Hagley Museum and Library
PO Box 3630
Wilmington, DE 19807-0630
302-658-2400
https://www.hagley.org/research

Physical Description

1 linear ft.

Summary

Elmer A. Sperry was born on October 12, 1860, in Cortland, N.Y. He attended the local elementary schools and then enrolled in Cornell University. At Cornell he developed an interest in electrical engineering and began working with a group of Syracuse industrialists in order to construct an arc lighting system. By 1882 Sperry was recognized as being one of America’s electrical pioneers. He founded the Sperry Gyroscope Company in 1910. During the 1920s Elmer Sperry turned over the day-to-day operation of the Gyroscope Company to a cadre of professional managers and turned his attention to a technological problem that had first captured his attention as a young man: the compound diesel engine. Correspondence with Charles Kettering of General Motors shows that by 1919 Sperry sought to develop a diesel engine because he had concluded that the world was exhausting its oil supplies and more efficient ways to use energy had to be found. Also, he was convinced that flammable aviation fuel had to be replaced by a safer form of energy. Elmer Sperry’s files on the compound diesel engine and the electric transmission include a number of blueprints and patent diagrams describing his diesel engine and proposed electronic transmission. During the 1920s Sperry collaborated closely with H. C. Snow, an engineer with the Velie Motors Corporation of Moline, Illinois, and the collection includes a complete file of their letters.
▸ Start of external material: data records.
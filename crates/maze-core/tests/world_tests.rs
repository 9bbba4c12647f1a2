// SPDX-License-Identifier: Apache-2.0
// © James Ross Ω FLYING•ROBOTS <https://github.com/flyingrobots>
#![allow(missing_docs)]
#![allow(clippy::unwrap_used)]
//! Integration tests for the per-frame world loop.

use maze_core::{
    Bitmap, GridScale, MoveRequest, MovementResolver, PlayerBody, Radius, Tile, World,
    WorldConfig,
};
use maze_geom::math::Vec3;

fn eye_at(tile: Tile, scale: &GridScale) -> Vec3 {
    let c = scale.tile_center(tile);
    let body = PlayerBody::for_grid(Vec3::ZERO, scale);
    // Feet just above the floor.
    Vec3::new(c.x(), body.offset().y() + 1e-3, c.z())
}

fn corridor(width: usize) -> Bitmap {
    let wall = "#".repeat(width);
    let open = format!("#{}#", ".".repeat(width - 2));
    Bitmap::from_rows([wall.as_str(), open.as_str(), open.as_str(), open.as_str(), wall.as_str()])
        .unwrap()
}

fn world(map: Bitmap, radius: Option<Radius>, start: Tile) -> World<Bitmap> {
    let scale = GridScale::default();
    World::new(
        map,
        WorldConfig {
            scale,
            radius,
            floor_depth: 1.0,
        },
        PlayerBody::for_grid(eye_at(start, &scale), &scale),
        MovementResolver::default(),
    )
}

#[test]
fn walking_into_a_wall_stops_at_its_face() {
    let mut w = world(corridor(8), None, Tile::new(3, 2));
    let north = MoveRequest {
        direction: Vec3::new(0.0, 0.0, 1.0),
        sprint: false,
        dt: 0.1,
    };
    for _ in 0..20 {
        w.step(&north);
    }
    // The far wall row occupies z in [2.0, 2.5].
    let v = w.player().volume();
    assert!(v.max().z() < 2.0);
    assert!(v.max().z() > 2.0 - 1e-2);
    assert!((w.player().anchor().x() - 1.75).abs() < 1e-4);
}

#[test]
fn idle_player_stays_on_the_floor() {
    let mut w = world(corridor(6), None, Tile::new(2, 2));
    let before = w.player().anchor();
    let res = w.step(&MoveRequest::idle(0.016));
    assert_eq!(res.contacts, 0);
    assert_eq!(w.player().anchor(), before);
}

#[test]
fn windowed_world_refocuses_after_drifting() {
    let mut w = world(corridor(40), Some(Radius::new(6, 4)), Tile::new(3, 2));
    let first = w.window().unwrap();
    assert_eq!(first.columns(), 0..10);

    let scale = GridScale::default();
    w.teleport(eye_at(Tile::new(5, 2), &scale));
    assert_eq!(w.window(), Some(first), "still inside the inner half");

    w.teleport(eye_at(Tile::new(7, 2), &scale));
    let second = w.window().unwrap();
    assert_eq!(second.columns(), 1..14);
    assert!(w.walls().iter().all(|b| b.bounds.min().x() >= 0.5));
}

#[test]
fn stepping_across_the_window_triggers_refocus() {
    let mut w = world(corridor(40), Some(Radius::new(4, 4)), Tile::new(3, 2));
    let east = MoveRequest {
        direction: Vec3::UNIT_X,
        sprint: true,
        dt: 0.05,
    };
    let first = w.window();
    for _ in 0..10 {
        w.step(&east);
    }
    assert_ne!(w.window(), first);
    let tile = w.player_tile();
    assert!(w.window().unwrap().contains(tile));
}

#[test]
fn small_windows_still_stop_the_player_at_walls() {
    for r in [1, 2] {
        let map = Bitmap::from_rows(["......#.", "......#.", "......#."]).unwrap();
        let mut w = world(map, Some(Radius::new(r, r)), Tile::new(1, 1));
        let east = MoveRequest {
            direction: Vec3::UNIT_X,
            sprint: false,
            dt: 0.02,
        };
        for _ in 0..200 {
            w.step(&east);
            // Wall column x = 6 starts at 3.0 m.
            assert!(
                w.player().volume().max().x() <= 3.0,
                "radius {r}: max.x {}",
                w.player().volume().max().x()
            );
        }
        assert!(w.player().volume().max().x() > 3.0 - 1e-2, "radius {r}");
    }
}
These records show that in spite of their efforts the diesel project was both a technological and financial failure. Sperry could not develop a working model nor could he raise the capital required to finance research and development in this area. For a while Ford Motor Company, Standard Oil, Baldwin Locomotive Works, and the Illinois Central Railroad expressed interest in Sperry’s work but, when research and development did not proceed as rapidly as expected, they quickly withdrew their support.